**WHAT YOU HAVE TO DO:**
Read through the listing, and wherever a line holds the word "field", return it.

**RECORDS FOR THIS EXERCISE:**
+===+

use std::io::{self, Read};

use vault_types::AttachmentId;

use crate::hasher::RunningDigest;

/// Stored content no longer hashes to its id.
#[derive(Clone, Debug, PartialEq, Eq, thiserror::Error)]
#[error("attachment {expected} hashed to {actual}: corruption in attachment store?")]
pub struct IntegrityFault {
    pub expected: AttachmentId,
    pub actual: AttachmentId,
}

impl IntegrityFault {
    /// Recover a fault raised through [`std::io::Read`].
    pub fn from_io_error(err: &io::Error) -> Option<&IntegrityFault> {
        err.get_ref()?.downcast_ref::<IntegrityFault>()
    }
}

impl From<IntegrityFault> for io::Error {
    fn from(fault: IntegrityFault) -> Self {
        io::Error::new(io::ErrorKind::InvalidData, fault)
    }
}

/// Wraps a stream and hashes data as it is read.
///
/// If the entire stream is consumed, the digest of the read data is compared
/// with the expected id at end-of-stream (a `read` returning 0) or on
/// [`close`](Self::close), and an [`IntegrityFault`] is raised on mismatch.
/// A stream that is only partially read is never checked: callers that skip
/// around inside the content get no guarantee.
pub struct HashVerifyingReader<R> {
    inner: R,
    expected: AttachmentId,
    expected_len: u64,
    consumed: u64,
    digest: Option<RunningDigest>,
    verdict: Option<Result<(), IntegrityFault>>,
}

impl<R: Read> HashVerifyingReader<R> {
    pub fn new(inner: R, expected: AttachmentId, expected_len: u64) -> Self {
        Self {
            inner,
            expected,
            expected_len,
            consumed: 0,
            digest: Some(RunningDigest::new(expected.algorithm())),
            verdict: None,
        }
    }

    /// Finish reading. Verifies the digest if the stream was fully consumed.
    pub fn close(&mut self) -> Result<(), IntegrityFault> {
        self.validate()
    }

    fn validate(&mut self) -> Result<(), IntegrityFault> {
        if self.consumed != self.expected_len {
            return Ok(());
        }
        if let Some(verdict) = &self.verdict {
            return verdict.clone();
        }
        let verdict = match self.digest.take() {
            Some(digest) => {
                let actual = digest.finalize();
                if actual == self.expected {
                    Ok(())
                } else {
                    Err(IntegrityFault {
                        expected: self.expected,
                        actual,
                    })
                }
            }
            None => Ok(()),
        };
        self.verdict = Some(verdict.clone());
        verdict
    }
}

impl<R: Read> Read for HashVerifyingReader<R> {
    fn read(&mut self, buf: &mut [u8]) -> io::Result<usize> {
        let n = self.inner.read(buf)?;
        if n == 0 {
            if !buf.is_empty() {
                self.validate()?;
            }
            return Ok(0);
        }
        if let Some(digest) = self.digest.as_mut() {
            digest.update(&buf[..n]);
        }
        self.consumed += n as u64;
        Ok(n)
    }
}

impl<R> std::fmt::Debug for HashVerifyingReader<R> {
    fn fmt(&self, f: &mut std::fmt::Formatter<'_>) -> std::fmt::Result {
        f.debug_struct("HashVerifyingReader")
            .field("expected", &self.expected)
            .field("expected_len", &self.expected_len)
            .field("consumed", &self.consumed)
            .finish()
    }
}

+===+

**FINISHED TASK:**
            .field("expected", &self.expected)
            .field("expected_len", &self.expected_len)
            .field("consumed", &self.consumed)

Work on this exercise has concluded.